38. So far as the first limb of this test is concerned, it seems very likely from the medical evidence that Ms. N. suffered serious harm at some stage in her life in the sense that it was intentionally inflicted by a third party. This serious harm might have been inflicted in the manner which she has alleged, but, in the language of the Istanbul Protocol, there are many other possible causes. The Minister appears to have accepted that the applicant suffered the injuries alleged, but drawing attention to the use of the word “consistent” in its Istanbul Protocol, he took the view that there were many other possible causes for the injuries in question.

39. That might well be, but it still requires the Minister to address the question of whether the applicant did, in fact, suffer serious harm in the special sense of the Regulations, namely, whether the such injuries were inflicted by State actors in the manner alleged. Beyond a reference to the significance to the use of the term “consistent” in the context of the Istanbul Protocol and a later reference to the view of the Tribunal member to the effect that “it was impossible to say how the injuries and illnesses were caused”, the Minister appears to have reached no firm view on this critical question.

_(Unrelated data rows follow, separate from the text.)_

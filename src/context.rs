//! Shared page state.
//!
//! One `PageContext` exists per page load and is handed to both the language
//! resolver and the content fetcher. Each field has a single writer:
//!
//! - the bundle cache is written only by `TranslationStore`
//! - the active language is written only by `LanguageResolver`
//!
//! Bundles are stored behind `Arc` and replaced whole, so readers always see
//! either the old or the new bundle, never a partially filled one.

use std::collections::HashMap;
use std::sync::{Arc, RwLock};

use crate::events::LanguageEvents;
use crate::i18n::{LanguageCode, SupportedLanguageSet, TranslationBundle};

#[derive(Debug)]
pub struct PageContext {
    languages: SupportedLanguageSet,
    active: RwLock<LanguageCode>,
    bundles: RwLock<HashMap<LanguageCode, Arc<TranslationBundle>>>,
    events: LanguageEvents,
}

impl PageContext {
    /// Create a context whose active language starts as the fallback.
    pub fn new(languages: SupportedLanguageSet) -> Self {
        let active = languages.fallback().clone();
        Self {
            languages,
            active: RwLock::new(active),
            bundles: RwLock::new(HashMap::new()),
            events: LanguageEvents::new(),
        }
    }

    pub fn languages(&self) -> &SupportedLanguageSet {
        &self.languages
    }

    pub fn fallback_language(&self) -> &LanguageCode {
        self.languages.fallback()
    }

    pub fn events(&self) -> &LanguageEvents {
        &self.events
    }

    pub fn active_language(&self) -> LanguageCode {
        self.active.read().unwrap_or_else(|e| e.into_inner()).clone()
    }

    pub(crate) fn set_active_language(&self, language: LanguageCode) {
        *self.active.write().unwrap_or_else(|e| e.into_inner()) = language;
    }

    /// The cached bundle for a language, if one was loaded successfully.
    pub fn bundle(&self, language: &LanguageCode) -> Option<Arc<TranslationBundle>> {
        self.bundles
            .read()
            .unwrap_or_else(|e| e.into_inner())
            .get(language)
            .cloned()
    }

    pub(crate) fn insert_bundle(&self, language: LanguageCode, bundle: Arc<TranslationBundle>) {
        self.bundles
            .write()
            .unwrap_or_else(|e| e.into_inner())
            .insert(language, bundle);
    }

    pub fn cached_languages(&self) -> Vec<LanguageCode> {
        let mut codes: Vec<LanguageCode> = self
            .bundles
            .read()
            .unwrap_or_else(|e| e.into_inner())
            .keys()
            .cloned()
            .collect();
        codes.sort();
        codes
    }
}
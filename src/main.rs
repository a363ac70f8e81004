use std::sync::Arc;

use anyhow::{Context, Result};
use docs_locale::config::Config;
use docs_locale::content::ViewState;
use docs_locale::dom::MemoryDom;
use docs_locale::i18n::{parse_accept_language, LanguageCode};
use docs_locale::page::Page;
use docs_locale::source::HttpSource;
use docs_locale::storage::FileStore;
use tracing::{info, warn};

/// Usage: docs-locale [PAGE_URL] [SWITCH_TO_LANGUAGE]
///
/// Renders the page at PAGE_URL (absolute, or relative to SITE_BASE_URL) the
/// way a visitor whose browser sends ACCEPT_LANGUAGE would see it, optionally
/// switching language afterwards, and prints the resulting HTML.
#[tokio::main]
async fn main() -> Result<()> {
    // Load .env file (ignored in production)
    let _ = dotenvy::dotenv();

    // Initialize logging
    tracing_subscriber::fmt()
        .with_writer(std::io::stderr)
        .with_env_filter(
            tracing_subscriber::EnvFilter::from_default_env()
                .add_directive("docs_locale=info".parse()?),
        )
        .init();

    let config = Config::from_env()?;
    let source = HttpSource::from_config(&config)?;

    let mut args = std::env::args().skip(1);
    let page_arg = args
        .next()
        .or_else(|| std::env::var("PAGE_URL").ok())
        .unwrap_or_else(|| "page-template?content=handbook".to_string());
    let page_url = source
        .base_url()
        .join(&page_arg)
        .with_context(|| format!("Invalid page URL: {}", page_arg))?;

    let switch_to = match args.next() {
        Some(code) => Some(
            LanguageCode::parse(&code).with_context(|| format!("Invalid language code: {}", code))?,
        ),
        None => None,
    };

    let browser_preferences = std::env::var("ACCEPT_LANGUAGE")
        .map(|header| parse_accept_language(&header))
        .unwrap_or_default();

    info!("Rendering {}", page_url);

    let dom = MemoryDom::page_template(&config.supported_set()?);
    let preferences = Arc::new(FileStore::new(&config.preferences_file));
    let mut page = Page::new(&config, source, preferences, page_url, dom)?;

    let mut state = page.init(&browser_preferences).await;

    if let Some(language) = switch_to {
        state = page.switch_language(&language).await?;
    }

    if state == ViewState::Error {
        warn!("Page ended in the error state");
    }

    println!("{}", page.dom().render_html());
    Ok(())
}
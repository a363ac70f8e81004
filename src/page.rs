//! Host page: wires the language resolver and content fetcher together.
//!
//! Initialization order matters: the resolver runs first so the content
//! fetcher sees the resolved active language. After a switch, the page reacts
//! to the `languageChanged` notification by running a fresh content fetcher.

use std::sync::Arc;

use anyhow::{bail, Result};
use reqwest::Url;
use tokio::sync::broadcast::{self, error::TryRecvError};
use tracing::{debug, info};

use crate::config::Config;
use crate::content::{
    content_link, CommonMarkRenderer, ContentFetcher, ContentIdentifier, MarkdownRenderer,
    MetadataTable, ViewState,
};
use crate::context::PageContext;
use crate::dom::Dom;
use crate::error::PageResult;
use crate::events::LanguageChanged;
use crate::i18n::{ContentRefresh, LanguageCode, LanguageResolver, TranslationStore};
use crate::source::HttpSource;
use crate::storage::KeyValueStore;

pub struct Page<D: Dom> {
    context: Arc<PageContext>,
    resolver: LanguageResolver,
    source: HttpSource,
    renderer: Arc<dyn MarkdownRenderer>,
    metadata: MetadataTable,
    page_url: Url,
    refresh_on_switch: bool,
    language_changes: broadcast::Receiver<LanguageChanged>,
    fetcher: Option<ContentFetcher>,
    dom: D,
}

impl<D: Dom> Page<D> {
    pub fn new(
        config: &Config,
        source: HttpSource,
        preferences: Arc<dyn KeyValueStore>,
        page_url: Url,
        dom: D,
    ) -> Result<Self> {
        let metadata = MetadataTable::builtin(&config.site_name, &config.site_description);
        let missing = metadata.missing_for(&config.fallback_language);
        if !missing.is_empty() {
            bail!(
                "Fallback language '{}' lacks page metadata for: {}",
                config.fallback_language,
                missing.join(", ")
            );
        }

        let context = Arc::new(PageContext::new(config.supported_set()?));
        let store = TranslationStore::new(context.clone(), source.clone());
        let resolver = LanguageResolver::new(context.clone(), store, preferences);
        let language_changes = context.events().subscribe();

        Ok(Self {
            context,
            resolver,
            source,
            renderer: Arc::new(CommonMarkRenderer::new()),
            metadata,
            page_url,
            refresh_on_switch: config.refresh_content_on_switch,
            language_changes,
            fetcher: None,
            dom,
        })
    }

    pub fn with_renderer(mut self, renderer: Arc<dyn MarkdownRenderer>) -> Self {
        self.renderer = renderer;
        self
    }

    /// Register an extra collaborator notified after each language switch.
    pub fn with_refresh(mut self, refresh: Arc<dyn ContentRefresh>) -> Self {
        self.resolver = self.resolver.with_refresh(refresh);
        self
    }

    pub fn context(&self) -> &Arc<PageContext> {
        &self.context
    }

    pub fn dom(&self) -> &D {
        &self.dom
    }

    pub fn dom_mut(&mut self) -> &mut D {
        &mut self.dom
    }

    pub fn current_language(&self) -> LanguageCode {
        self.resolver.current_language()
    }

    pub fn view_state(&self) -> ViewState {
        self.fetcher
            .as_ref()
            .map(ContentFetcher::state)
            .unwrap_or(ViewState::Idle)
    }

    /// Link to another document on this site's content page.
    pub fn content_link(&self, identifier: &ContentIdentifier) -> Result<Url> {
        content_link(self.source.base_url(), identifier)
    }

    /// Resolve and apply the language, then load the requested document.
    pub async fn init(&mut self, browser_preferences: &[LanguageCode]) -> ViewState {
        let language = self.resolver.initialize(browser_preferences, &mut self.dom).await;
        info!("Page initialized in '{}'", language);
        self.load_content().await
    }

    /// Re-apply the active language, e.g. after a toggle changed state.
    pub fn reapply_translations(&mut self) -> usize {
        self.resolver.apply_translations(&mut self.dom)
    }

    /// Switch language and, if configured, redisplay the document in it.
    pub async fn switch_language(&mut self, language: &LanguageCode) -> PageResult<ViewState> {
        self.resolver.set_language(language, &mut self.dom).await?;

        let mut latest = None;
        loop {
            match self.language_changes.try_recv() {
                Ok(event) => latest = Some(event.language),
                Err(TryRecvError::Lagged(skipped)) => {
                    debug!("Skipped {} stale language notification(s)", skipped)
                }
                Err(_) => break,
            }
        }

        if let Some(changed) = latest {
            if self.refresh_on_switch {
                debug!("Refreshing content for '{}'", changed);
                return Ok(self.load_content().await);
            }
        }
        Ok(self.view_state())
    }

    async fn load_content(&mut self) -> ViewState {
        let mut fetcher = ContentFetcher::new(
            self.context.clone(),
            self.source.clone(),
            self.renderer.clone(),
            self.metadata.clone(),
            &self.page_url,
        );
        let state = fetcher.load(&mut self.dom).await;
        self.fetcher = Some(fetcher);
        state
    }
}

#[cfg(test)]
mod tests {
    use super::*;
    use crate::dom::{MemoryDom, Region};
    use crate::error::PageError;
    use crate::storage::MemoryStore;
    use std::path::PathBuf;
    use wiremock::{
        matchers::{method, path},
        Mock, MockServer, ResponseTemplate,
    };

    fn code(s: &str) -> LanguageCode {
        LanguageCode::parse(s).unwrap()
    }

    fn test_config(base_url: &str) -> Config {
        Config {
            site_base_url: base_url.to_string(),
            http_timeout: None,
            supported_languages: vec![code("en"), code("pt")],
            fallback_language: code("en"),
            preferences_file: PathBuf::from("unused.json"),
            site_name: "Docs".to_string(),
            site_description: "Project docs".to_string(),
            refresh_content_on_switch: true,
        }
    }

    fn test_page(server: &MockServer, page_url: &str) -> Page<MemoryDom> {
        let config = test_config(&server.uri());
        let source = HttpSource::new(reqwest::Client::new(), &server.uri()).unwrap();
        let dom = MemoryDom::page_template(&config.supported_set().unwrap());
        Page::new(
            &config,
            source,
            Arc::new(MemoryStore::new()),
            Url::parse(page_url).unwrap(),
            dom,
        )
        .unwrap()
    }

    async fn mount(server: &MockServer, route: &str, body: &str) {
        Mock::given(method("GET"))
            .and(path(route))
            .respond_with(ResponseTemplate::new(200).set_body_string(body))
            .mount(server)
            .await;
    }

    struct RejectingRenderer;

    impl MarkdownRenderer for RejectingRenderer {
        fn render(&self, _markdown: &str) -> PageResult<String> {
            Err(PageError::Render("renderer offline".to_string()))
        }
    }

    #[test]
    fn test_new_rejects_fallback_without_metadata() {
        let mut config = test_config("http://localhost:8080/");
        config.fallback_language = code("pt");
        let source = HttpSource::new(reqwest::Client::new(), &config.site_base_url).unwrap();
        let dom = MemoryDom::page_template(&config.supported_set().unwrap());

        let err = Page::new(
            &config,
            source,
            Arc::new(MemoryStore::new()),
            Url::parse("https://docs.example.com/").unwrap(),
            dom,
        )
        .err()
        .expect("pt lacks the credits description");

        assert!(err.to_string().contains("credits"));
    }

    #[tokio::test]
    async fn test_view_state_idle_before_init() {
        let server = MockServer::start().await;
        let page = test_page(&server, "https://docs.example.com/?content=handbook");
        assert_eq!(page.view_state(), ViewState::Idle);
    }

    #[tokio::test]
    async fn test_switch_language_reloads_content() {
        let server = MockServer::start().await;
        mount(&server, "/translations/en.json", r#"{"nav-home": "Home"}"#).await;
        mount(&server, "/translations/pt.json", r#"{"nav-home": "Início"}"#).await;
        mount(&server, "/content/en/handbook.md", "# Handbook").await;
        mount(&server, "/content/pt/handbook.md", "# Manual").await;

        let mut page = test_page(&server, "https://docs.example.com/?content=handbook");
        assert_eq!(page.init(&[]).await, ViewState::Content);
        assert!(page.dom().region(Region::Content).unwrap().text().contains("Handbook"));

        let state = page.switch_language(&code("pt")).await.unwrap();

        assert_eq!(state, ViewState::Content);
        assert!(page.dom().region(Region::Content).unwrap().text().contains("Manual"));
        assert_eq!(page.dom().title(), "Manual");
    }

    #[tokio::test]
    async fn test_custom_renderer_failure_shows_error() {
        let server = MockServer::start().await;
        mount(&server, "/content/en/handbook.md", "# Handbook").await;

        let mut page = test_page(&server, "https://docs.example.com/?content=handbook")
            .with_renderer(Arc::new(RejectingRenderer));

        assert_eq!(page.init(&[]).await, ViewState::Error);
        assert!(page.dom().is_region_visible(Region::Error));
        assert_eq!(page.dom().region(Region::Content).unwrap().text(), "");
    }

    #[tokio::test]
    async fn test_content_link_uses_site_base() {
        let server = MockServer::start().await;
        let page = test_page(&server, "https://docs.example.com/");
        let link = page
            .content_link(&ContentIdentifier::parse("credits").unwrap())
            .unwrap();
        assert_eq!(
            link.as_str(),
            format!("{}/page-template?content=credits", server.uri())
        );
    }
}
//! Small hand-built graphs shared by the scenario tests

use glam::Vec3;
use navgraph_common::Result;

use crate::graph_node::NodeIndex;
use crate::nav_data::NavData;
use crate::navmesh_graph::NavmeshGraphSettings;
use crate::nn_constraint::NNConstraint;

/// Size of a corridor tile in world units
pub const CORRIDOR_TILE_SIZE: f32 = 6.0;

/// A 2x2 tile graph holding a corridor of two triangles along the x axis.
///
/// The first triangle lies in tile (0, 0) and points at the origin, the
/// second lies in tile (1, 0) and points at (12, 0, 0). They share the edge
/// from (6, 0, -1) to (6, 0, 1), which is on the border between the tiles.
/// Tiles (0, 1) and (1, 1) are empty.
pub fn corridor_nav_data() -> Result<NavData> {
    let mut data = NavData::new();
    let gi = data.add_graph(NavmeshGraphSettings {
        tile_x_count: 2,
        tile_z_count: 2,
        tile_world_size_x: CORRIDOR_TILE_SIZE,
        tile_world_size_z: CORRIDOR_TILE_SIZE,
        origin: Vec3::new(0.0, 0.0, -2.0),
        ..Default::default()
    })?;

    data.add_tile(
        gi,
        0,
        0,
        &[
            Vec3::new(0.0, 0.0, 0.0),
            Vec3::new(6.0, 0.0, 1.0),
            Vec3::new(6.0, 0.0, -1.0),
        ],
        vec![0, 1, 2],
    )?;
    data.add_tile(
        gi,
        1,
        0,
        &[
            Vec3::new(6.0, 0.0, -1.0),
            Vec3::new(6.0, 0.0, 1.0),
            Vec3::new(12.0, 0.0, 0.0),
        ],
        vec![0, 1, 2],
    )?;
    Ok(data)
}

/// The two corridor nodes, in tile order
pub fn corridor_nodes(data: &NavData) -> (NodeIndex, NodeIndex) {
    let tiles = data.graphs()[0].tiles();
    (tiles[0].nodes[0], tiles[1].nodes[0])
}

/// A flat grid of `tiles_x` by `tiles_z` square tiles starting at the
/// origin. Every tile is split into two triangles along its diagonal.
pub fn grid_nav_data(tiles_x: i32, tiles_z: i32, tile_size: f32) -> Result<NavData> {
    let mut data = NavData::new();
    let gi = data.add_graph(NavmeshGraphSettings {
        tile_x_count: tiles_x,
        tile_z_count: tiles_z,
        tile_world_size_x: tile_size,
        tile_world_size_z: tile_size,
        ..Default::default()
    })?;

    for z in 0..tiles_z {
        for x in 0..tiles_x {
            let (x0, z0) = (x as f32 * tile_size, z as f32 * tile_size);
            let verts = [
                Vec3::new(x0, 0.0, z0),
                Vec3::new(x0, 0.0, z0 + tile_size),
                Vec3::new(x0 + tile_size, 0.0, z0 + tile_size),
                Vec3::new(x0 + tile_size, 0.0, z0),
            ];
            data.add_tile(gi, x, z, &verts, vec![0, 1, 2, 0, 2, 3])?;
        }
    }
    Ok(data)
}

/// Node containing or closest to a point
pub fn node_at(data: &NavData, position: Vec3) -> Option<NodeIndex> {
    data.get_nearest(position, &NNConstraint::none()).node
}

40. Putting this another way, if one accepts that another person or persons intentionally inflicted these injuries, then the Minister must grapple with how these injuries were actually caused in the manner indicated by Cooke J. in Pamba v. Minister for Justice, Equality and Law Reform, High Court, 19th May, 2009. Specifically, the Minister must ask whether, in the light of the country of origin information, it is possible that such injuries were inflicted by State actors.

41. In these circumstances, therefore, it must be concluded that the Minister did not fully address his mind to the question of whether Ms. N. suffered “serious harm” in the sense envisaged by Regulation 5(2), Alternatively, it can be said that the reasoning here is defective in the Meadows sense (Meadows v. Minister for Justice, Equality and Law Reform [2010] IESC 3, [2010] 2 IR 701) in that the reasons for the conclusion on whether Ms. N. had in fact suffered serious harm in this sense is not sufficiently clear.

42. So far as the third limb of the test is concerned, it is plain from the decision in MST that the potential application of the counter-exception in Regulation 5(2) must also be considered. This means that if the Minister is satisfied that there is no reason for considering that the previous serious harm will now be repeated, he must nonetheless consider, in the words of Cooke J., whether the “historic serious harm may be such that the fact of its occurrence alone gives rise to compelling reasons for recognising eligibility.” In this context, it should be recalled that the second Spirasi letter expressed the view that the forced repatriation of the applicant to Uganda “would serve only to reinforce the negative impressions that she has developed since her traumas.”

43. The evaluation of this evidence and the consideration of this counter-exception is, of course, entirely a matter for the Minister in the first instance. But consider it he must. Yet an examination of the file does not disclose that the Minister ever gave any consideration to the counter-exception in the original decision. This is a further reason why the decision cannot be allowed to stand.

Conclusions
44. In the light of the foregoing, I propose to quash the decision of the Minister of 4th April, 2010, as refused her subsidiary protection. I will accordingly remit the matter to the Minister for fresh consideration in the light of this judgment.